Na sua maneira de pensar, padre, que elementos são essenciais, para o estabelecimento de uma Pastoral Urbana, para que seja eficaz e eficiente? Bom, eu teria uma distinção a fazer: uma pastoral urbana genérica pelo fato de estar na cidade e depois vem a pastoral mais popular, que vive a cidade de maneira bem diferente. Tem várias maneiras de viver a cidade. Por exemplo, quem tem carro e quem não tem carro. Ali o tipo de relação social é bem diferente. Então, tem que levar em conta essas diferenças. Alguns fizeram inquérito sobre o comportamento escolar na periferia de São Paulo e na periferia de Paris e viram que é a mesma coisa, os mesmos problemas, as mesmas dificuldades, os dois mundos: o mundo que participa das vantagens das cidades, comunicação fácil, multiplicidade de contato, multiplicidade de encontros culturais e etc; e depois tem a massa de pobres que leva horas de ônibus para chegar ao trabalho, em pé, se de metrô é a mesma coisa; então, ali eles perdem 3 a 4 horas do dia só nisso. O cansaço do trabalho, a tensão do trabalho, a competição permanente, qualquer um pode perder o trabalho. Quer dizer, cria um modo de comportamento bem diferente.
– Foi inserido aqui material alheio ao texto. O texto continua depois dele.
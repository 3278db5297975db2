// Story listing — currently active (unexpired) stories.

use anyhow::Result;
use chrono::{DateTime, Utc};
use serde::Deserialize;

use crate::moderation::model::{Media, UserSummary};

use super::client::AdminApiClient;

/// An active story as the admin listing returns it.
#[derive(Debug, Clone, Deserialize)]
#[serde(rename_all = "camelCase")]
pub struct Story {
    #[serde(rename = "_id")]
    pub id: String,
    #[serde(default)]
    pub user: Option<UserSummary>,
    #[serde(default)]
    pub media: Vec<Media>,
    pub created_at: DateTime<Utc>,
    #[serde(default)]
    pub expires_at: Option<DateTime<Utc>>,
}

/// List active stories, newest first.
pub async fn list_stories(api: &AdminApiClient, limit: u32) -> Result<Vec<Story>> {
    let limit = limit.to_string();
    api.get_json("admin/stories", &[("limit", &limit)], "Failed to fetch stories")
        .await
}
// Report repository — the backend seam for everything report-shaped.
//
// The trait is the contract the session is written against; the HTTP
// implementation adapts it onto the admin REST API. Tests swap in an
// in-memory mock. All methods are async because the real backend is
// network I/O.

use anyhow::Result;
use async_trait::async_trait;
use serde::Deserialize;

use crate::api::client::AdminApiClient;

use super::model::{Report, ReportMode, ViewMode};
use super::target::ReportTarget;

/// The searched target entity together with every report filed against it.
#[derive(Debug, Clone, PartialEq, Deserialize)]
pub struct TargetReports {
    pub target: ReportTarget,
    pub reports: Vec<Report>,
}

#[async_trait]
pub trait ReportRepository: Send + Sync {
    // --- Fetches ---

    /// List reports for a mode under a resolution-state view. The view
    /// filter is applied server-side.
    async fn list_reports(&self, mode: ReportMode, view: ViewMode) -> Result<Vec<Report>>;

    /// Fetch one target entity and all reports filed against it.
    async fn reports_for_target(&self, mode: ReportMode, target_id: &str) -> Result<TargetReports>;

    // --- Terminal actions (idempotent on the server) ---

    /// Close a report without action against the target.
    async fn dismiss(&self, mode: ReportMode, report_id: &str) -> Result<()>;

    /// Close a report, action taken.
    async fn resolve(&self, mode: ReportMode, report_id: &str) -> Result<()>;

    /// Close a report and ban its target. The ban happens server-side and
    /// is not reflected in the report's own fields.
    async fn ban_and_resolve(&self, mode: ReportMode, report_id: &str) -> Result<()>;
}

/// HTTP implementation over the admin REST API.
pub struct HttpReportRepository {
    api: AdminApiClient,
}

impl HttpReportRepository {
    pub fn new(api: AdminApiClient) -> Self {
        Self { api }
    }
}

#[async_trait]
impl ReportRepository for HttpReportRepository {
    async fn list_reports(&self, mode: ReportMode, view: ViewMode) -> Result<Vec<Report>> {
        let path = format!("admin/reports/{}", mode.as_str());
        self.api
            .get_json(&path, &[("view", view.as_str())], "Failed to fetch reports")
            .await
    }

    async fn reports_for_target(&self, mode: ReportMode, target_id: &str) -> Result<TargetReports> {
        let path = format!("admin/reports/{}/target/{}", mode.as_str(), target_id);
        self.api
            .get_json(&path, &[], "Failed to fetch reports for target")
            .await
    }

    async fn dismiss(&self, mode: ReportMode, report_id: &str) -> Result<()> {
        let path = format!("admin/reports/{}/{}/dismiss", mode.as_str(), report_id);
        self.api.patch_unit(&path, "Failed to dismiss report").await
    }

    async fn resolve(&self, mode: ReportMode, report_id: &str) -> Result<()> {
        let path = format!("admin/reports/{}/{}/resolve", mode.as_str(), report_id);
        self.api.patch_unit(&path, "Failed to resolve report").await
    }

    async fn ban_and_resolve(&self, mode: ReportMode, report_id: &str) -> Result<()> {
        let path = format!("admin/reports/{}/{}/ban", mode.as_str(), report_id);
        self.api
            .patch_unit(&path, "Failed to ban reported target")
            .await
    }
}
Para a massa popular, ali, o problema principal é despertar esperança de uma vida melhor, de uma vida mais tranquila, mais pacífica, mais harmoniosa, porque aí desperta as energias para, de fato, fazer alguma coisa para transformar isso em realidade. Nenhum dos grandes deste mundo vai resolver isso, não se pode contar. Quer dizer, em certos momentos, nas vésperas das eleições, pode contar. O candidato dará colchões, outro dará tijolos, mas isso são esperanças minúsculas, muito temporárias, que também é uma forma de comércio, porque ele me dá isso e eu dou o meu voto. Então, não transforma a condição da pessoa e é por isso, então, que a esperança vem de Deus, vem de Jesus.

Agora, de modo geral, Jesus age dentro da pessoa, justamente despertando energias novas e com isso consegue realizar. Pensa que é um milagre. Agora não deve mais porque foi Jesus que fez esse milagre. Na verdade, foi ele, porque, de repente, teve uma convicção, uma esperança. Então é a mensagem de esperança numa situação humana que leva justamente ao desânimo [...] faz parte da consciência da vida, da dureza da vida, toda essa dureza psicológica. Tem o problema de falta de alimento; mas, enfim, o mais difícil é o problema psicológico, sentir-se impotente, incapaz, pressionado, empurrado, não ter liberdade de fazer sua vida; isso é mais doloroso, mais sentido.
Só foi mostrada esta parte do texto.